Les rapprochements entre conservatisme et radicalisme, Nisbet y consacre plusieurs développements dans un chapitre différent. J’y reviendrai dans un prochain billet.

 

 

Trois familles idéologiques

Je pense depuis longtemps que l’analyse politique est mieux servie, en termes de catégories générales, par une analyses de trois « familles » politiques, ou peut-être trois « matrices » idéologiques, que par l’axe gauche-droite qui a tendance à mettre pêle-mêle des tendances politiques qui sont plutôt des alliées de circonstances dans des conjonctures particulières que des philosophies partageant une vision du monde relativement similaires. Ces trois matrices idéologiques, nées de la modernité, sont le conservatisme, le libéralisme et le radicalisme. Je ne les ai pas inventées. J’ai rencontré cette tripartition à différents endroits de mes lectures et ai fini par la faire mienne à bouts de fragments vaguement intériorisés. Ceci n’ayant jamais été au centre de mes recherches, j’ai toujours eu cependant de ces trois familles idéologiques une idée très vague, sauf peut-être concernant le libéralisme, pour lequel j’ai lu la grosse synthèse de Catherine Audard. Jusque-là, ça avait été suffisant pour les conversations politiques. Mais avec le temps on a commencé à me demander des détails, et comme je n’ai jamais pris de notes, je n’avais pas tant les moyens de préciser ma pensée à ce niveau.
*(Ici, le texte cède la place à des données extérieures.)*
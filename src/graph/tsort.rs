use super::Graph;
use crate::utils::path::AncestorPath;

/// Result of one depth-first pass over a graph.
pub(crate) struct Traversal {
    /// Vertices in topological order.
    pub(crate) order: Vec<usize>,
    /// Vertices lying on at least one detected cycle.
    pub(crate) recursive: Vec<bool>,
    /// Each detected cycle, starting at the vertex the back-edge returns
    /// to.
    pub(crate) cycles: Vec<Vec<usize>>,
}

impl Traversal {
    #[inline(always)]
    pub(crate) fn is_recursive(&self, vertex: usize) -> bool {
        self.recursive[vertex]
    }
}

struct Frame {
    vertex: usize,
    next: usize,
}

/// Depth-first topological sort with back-edge detection.
///
/// Traversals start from vertices in reverse insertion order and follow
/// `afters` in insertion order. A vertex is emitted once all of its
/// dependents have been, and the emitted sequence is reversed at the
/// end, so prerequisites come before their dependents and unrelated
/// vertices keep their insertion order.
///
/// A dependent that is already on the current path closes a cycle. Its
/// vertices are flagged and the edge is not followed.
pub(crate) fn depth_first<K>(graph: &Graph<K>) -> Traversal {
    let n_vertices = graph.len();
    let mut visited = vec![false; n_vertices];
    let mut recursive = vec![false; n_vertices];
    let mut cycles = Vec::new();
    let mut postorder = Vec::with_capacity(n_vertices);
    let mut path = AncestorPath::new();
    let mut stack: Vec<Frame> = Vec::new();

    for start in (0..n_vertices).rev() {
        if visited[start] {
            continue;
        }
        visited[start] = true;
        path.push(start);
        stack.push(Frame {
            vertex: start,
            next: 0,
        });

        while let Some(frame) = stack.last_mut() {
            let vertex = frame.vertex;
            match graph.vertices[vertex].afters.get(frame.next) {
                Some(&after) => {
                    frame.next += 1;
                    if let Some(cycle) = path.suffix_from(after) {
                        for &member in cycle {
                            recursive[member] = true;
                        }
                        tracing::trace!(length = cycle.len(), "back-edge closes a cycle");
                        cycles.push(cycle.to_vec());
                    } else if !visited[after] {
                        visited[after] = true;
                        path.push(after);
                        stack.push(Frame {
                            vertex: after,
                            next: 0,
                        });
                    }
                }
                None => {
                    stack.pop();
                    path.pop();
                    postorder.push(vertex);
                }
            }
        }
    }

    postorder.reverse();

    tracing::debug!(
        vertices = n_vertices,
        cycles = cycles.len(),
        "depth-first sort finished"
    );

    Traversal {
        order: postorder,
        recursive,
        cycles,
    }
}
J’aimerais éventuellement faire un billet ayant une forme relativement achevée pour discuter de cette tripartition, mais l’un des aspects de la philosophie de ce blogue est aussi de laisser entrevoir des réflexions en formation, des fragments sur le chemin. Aujourd’hui, je reprendrai simplement trois extraits de chez cette même Catherine Audard qui montrent, d’une part, que je n’ai pas inventé cette catégorisation, qu’elle reprend, et qui en donnent une esquisse – non une définition, mais un aperçu de l’usage dans le vocabulaire politique courant.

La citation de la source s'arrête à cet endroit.